O Allah ki onun kendisine denk olabilecek ne bir dengi ne kendisine benzeyecek bir benzeri ne de yardımcı olacak bir ortağı vardır . O , kahredici gücü karşısında zorbaların boyun eğdiği bir Cebbardır . O , izzet ve şerefi karşısında haşmetli Kralların zelil düştüğü , heybeti karşısında bütün heybet sahiplerinin korkup boyun eğdiği ve yarattıklarının hepsinin , ister istemez kendisine itaatta teslim olduğu bir Aziz’dir . İste Aziz ve Celil olan Allah , bu hususta şöyle buyurmuştur : ‘’Göklerde ve yerde olanlar , ister istemez Allah’a boyun eğerler . Gölgeleri de sabah akşam Allah’a boyun eğerler. [ Rad S. – 15 ] .Allah öyle bir Allahtır ki , her varlık onun birliğine davet eder . Her hisseden şey , onun varlığını gösterir . Çünkü o , mevcudata ve hissedilen şeylere sanatının damgasını vurmuştur .
Bugün , dininizi kemale erdirip üzerinizdeki nimetimi tamamladım . Din olarak da size İslam’ı seçtim . Maide 3
Kur-an’ı Kerim , kemale eren bu dinin hazır gücüdür . Kuran indiği çağın şeriatı , hiç kuşkusuz tüm zamanların şeriatıdır . Bu Kur’an ; ruhları , ahlak ve akılları eğitmek için gelmiştir . Çünkü O , müslümanlara hem kendi hakikatini , hem gerçek görevini , hem yolunun özelliğini hem de İslam düşmanlarının bu yolda kurduğu tuzak ve engelleri , serptiği diken ve çakılları öğreten bir kitaptır .

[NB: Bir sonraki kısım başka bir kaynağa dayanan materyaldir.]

use std::fmt;

use serde::{Deserialize, Serialize};

/// Map/filter category a facility is shown under.
#[derive(Debug, Clone, Copy, PartialEq, Eq, Hash, PartialOrd, Ord, Serialize, Deserialize)]
#[serde(rename_all = "lowercase")]
pub enum FacilityCategory {
    Slaughter,
    Processing,
    /// Breeding and animal production (farms, aquaculture, licensed breeders).
    Breeder,
    Exhibitor,
}

impl FacilityCategory {
    pub const ALL: [FacilityCategory; 4] = [
        FacilityCategory::Slaughter,
        FacilityCategory::Processing,
        FacilityCategory::Breeder,
        FacilityCategory::Exhibitor,
    ];

    pub fn as_str(self) -> &'static str {
        match self {
            Self::Slaughter => "slaughter",
            Self::Processing => "processing",
            Self::Breeder => "breeder",
            Self::Exhibitor => "exhibitor",
        }
    }

    /// Parse a category name as used in query strings and CLI flags.
    /// `production` is accepted as an alias for `breeder`.
    pub fn parse(raw: &str) -> Option<FacilityCategory> {
        match raw.trim().to_ascii_lowercase().as_str() {
            "slaughter" => Some(Self::Slaughter),
            "processing" => Some(Self::Processing),
            "breeder" | "breeders" | "production" => Some(Self::Breeder),
            "exhibitor" | "exhibitors" => Some(Self::Exhibitor),
            _ => None,
        }
    }
}

impl fmt::Display for FacilityCategory {
    fn fmt(&self, f: &mut fmt::Formatter<'_>) -> fmt::Result {
        f.write_str(self.as_str())
    }
}

/// Category plus the label shown on the map and in exports.
#[derive(Debug, Clone, PartialEq, Eq, Hash, Serialize)]
pub struct FacilityClass {
    pub category: FacilityCategory,
    pub label: String,
}

impl FacilityClass {
    pub fn new(category: FacilityCategory, label: impl Into<String>) -> Self {
        Self {
            category,
            label: label.into(),
        }
    }
}

/// License kinds carried by breeder/dealer/exhibitor registrations.
#[derive(Debug, Clone, Copy, PartialEq, Eq, Hash, Serialize, Deserialize)]
pub enum LicenseType {
    Breeder,
    Dealer,
    Exhibitor,
}

impl LicenseType {
    /// Upstream values vary ("Breeder", "Class A - Breeder", "DEALER").
    pub fn parse(raw: &str) -> Option<LicenseType> {
        let lower = raw.to_lowercase();
        if lower.contains("breeder") {
            Some(Self::Breeder)
        } else if lower.contains("dealer") {
            Some(Self::Dealer)
        } else if lower.contains("exhibitor") {
            Some(Self::Exhibitor)
        } else {
            None
        }
    }

    pub fn label(self) -> &'static str {
        match self {
            Self::Breeder => "Breeder",
            Self::Dealer => "Dealer",
            Self::Exhibitor => "Exhibitor",
        }
    }

    /// Dealers trade bred animals and are filtered with breeders.
    pub fn category(self) -> FacilityCategory {
        match self {
            Self::Breeder | Self::Dealer => FacilityCategory::Breeder,
            Self::Exhibitor => FacilityCategory::Exhibitor,
        }
    }
}
pub mod app_state;
pub mod loader;
pub mod records;
pub mod validate;

pub use app_state::AppState;
pub use records::{IndustrialFacility, LicenseRegistrant, ResearchRegistrant};
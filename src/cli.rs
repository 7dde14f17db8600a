use std::io;

use crate::config::AppConfig;
use crate::data::validate::{validate_data_files, validate_state, ValidationSeverity};
use crate::data::AppState;
use crate::export::write_csv;
use crate::facility::classify_facility_type;
use crate::filter::filter;
use crate::server;
use crate::server::api::FilterQuery;

const USAGE: &str = "usage: cagemap <serve|classify|export|validate>";
const EXPORT_USAGE: &str =
    "usage: cagemap export [--country CC] [--region R] [--search TEXT] [--categories a,b]";

#[derive(Debug, Clone, Copy, PartialEq, Eq)]
pub enum Command {
    Serve,
    Classify,
    Export,
    Validate,
}

pub fn parse_command(args: &[String]) -> Option<Command> {
    match args.get(1).map(String::as_str) {
        Some("serve") => Some(Command::Serve),
        Some("classify") => Some(Command::Classify),
        Some("export") => Some(Command::Export),
        Some("validate") => Some(Command::Validate),
        _ => None,
    }
}

pub fn run_with_args(args: &[String]) -> i32 {
    match parse_command(args) {
        Some(Command::Serve) => handle_serve(),
        Some(Command::Classify) => handle_classify(args),
        Some(Command::Export) => handle_export(args),
        Some(Command::Validate) => handle_validate(args),
        None => {
            eprintln!("{USAGE}");
            2
        }
    }
}

fn load_config() -> Option<AppConfig> {
    match AppConfig::load_with_env() {
        Ok(config) => Some(config),
        Err(err) => {
            eprintln!("config error: {err}");
            None
        }
    }
}

fn handle_serve() -> i32 {
    let Some(config) = load_config() else {
        return 1;
    };
    match server::run_server(&config) {
        Ok(()) => 0,
        Err(err) => {
            eprintln!("server error: {err}");
            1
        }
    }
}

fn handle_classify(args: &[String]) -> i32 {
    let raw_type = args.get(2..).unwrap_or_default().join(" ");
    if raw_type.trim().is_empty() {
        eprintln!("usage: cagemap classify <type string>");
        return 2;
    }
    let class = classify_facility_type(&raw_type, None);
    match serde_json::to_string_pretty(&class) {
        Ok(json) => {
            println!("{json}");
            0
        }
        Err(err) => {
            eprintln!("failed to encode classification: {err}");
            1
        }
    }
}

/// Parse `--flag value` pairs into the same query shape the HTTP API uses.
fn parse_export_flags(args: &[String]) -> Result<FilterQuery, String> {
    let mut query = FilterQuery::default();
    let mut rest = args.iter().skip(2);
    while let Some(flag) = rest.next() {
        let slot = match flag.as_str() {
            "--country" => &mut query.country,
            "--region" => &mut query.region,
            "--search" => &mut query.q,
            "--categories" => &mut query.categories,
            other => return Err(format!("unknown flag '{other}'")),
        };
        let value = rest
            .next()
            .ok_or_else(|| format!("missing value for '{flag}'"))?;
        *slot = Some(value.clone());
    }
    Ok(query)
}

fn handle_export(args: &[String]) -> i32 {
    let params = match parse_export_flags(args).and_then(|q| q.to_params().map_err(|e| e.to_string())) {
        Ok(params) => params,
        Err(err) => {
            eprintln!("{err}");
            eprintln!("{EXPORT_USAGE}");
            return 2;
        }
    };
    let Some(config) = load_config() else {
        return 1;
    };
    let state = match AppState::load(&config) {
        Ok(state) => state,
        Err(err) => {
            eprintln!("failed to load datasets: {err}");
            return 1;
        }
    };

    let visible = filter(&state, &params);
    tracing::info!(rows = visible.counts.total, "exporting csv");
    match write_csv(&visible.flat_rows(), io::stdout().lock()) {
        Ok(()) => 0,
        Err(err) => {
            eprintln!("export failed: {err}");
            1
        }
    }
}

fn handle_validate(args: &[String]) -> i32 {
    let Some(mut config) = load_config() else {
        return 1;
    };
    if let Some(dir) = args.get(2) {
        config = config.with_data_dir(dir);
    }

    let state = match AppState::load(&config) {
        Ok(state) => state,
        Err(err) => {
            eprintln!("validation failed: {err}");
            return 1;
        }
    };

    let mut report = validate_data_files(&config);
    report.diagnostics.extend(validate_state(&state).diagnostics);
    for diagnostic in &report.diagnostics {
        println!("{diagnostic}");
    }
    println!(
        "validation finished: {} error(s), {} warning(s), {} info",
        report.count(ValidationSeverity::Error),
        report.count(ValidationSeverity::Warning),
        report.count(ValidationSeverity::Info),
    );
    if report.has_errors() {
        1
    } else {
        0
    }
}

Batıl din taraftarları , Hakkın ve Küfrün yıllardır süren savaşında hep kendi nefis ve arzuları istekleri doğrultusunda hareket etmek istemiş ve bu yolda da hareket etmiştir . Kendilerince hep refahı ve rahatı bulmak istediklerini beyan etselerde bu söylemleri asılsız ve boştur . Çünkü unuttukları bir şey vardır ki zamanla sürekli bu kendi uydurdukları ve tebaasına dayatmak istediği batıl ve çürük kanunlar hep yeni bir kişi gelmesiyle değişmektedir. Çünkü her başa gelen kendi doğrusu doğrultusunda hareket etmektedir . Akıllarını ipotek altına aldıranlar hiç şunun farkına varamıyorlar veya varmak istemiyorlar , nasıl olurda kendisi gibi aciz ve muhtaç bir kişi kendi isteklerini karşılayabilir ve onu doğru , güzel ve adaletli ve içinde şan ve şerefin olduğu bir mercie ulaştırabilir ki ?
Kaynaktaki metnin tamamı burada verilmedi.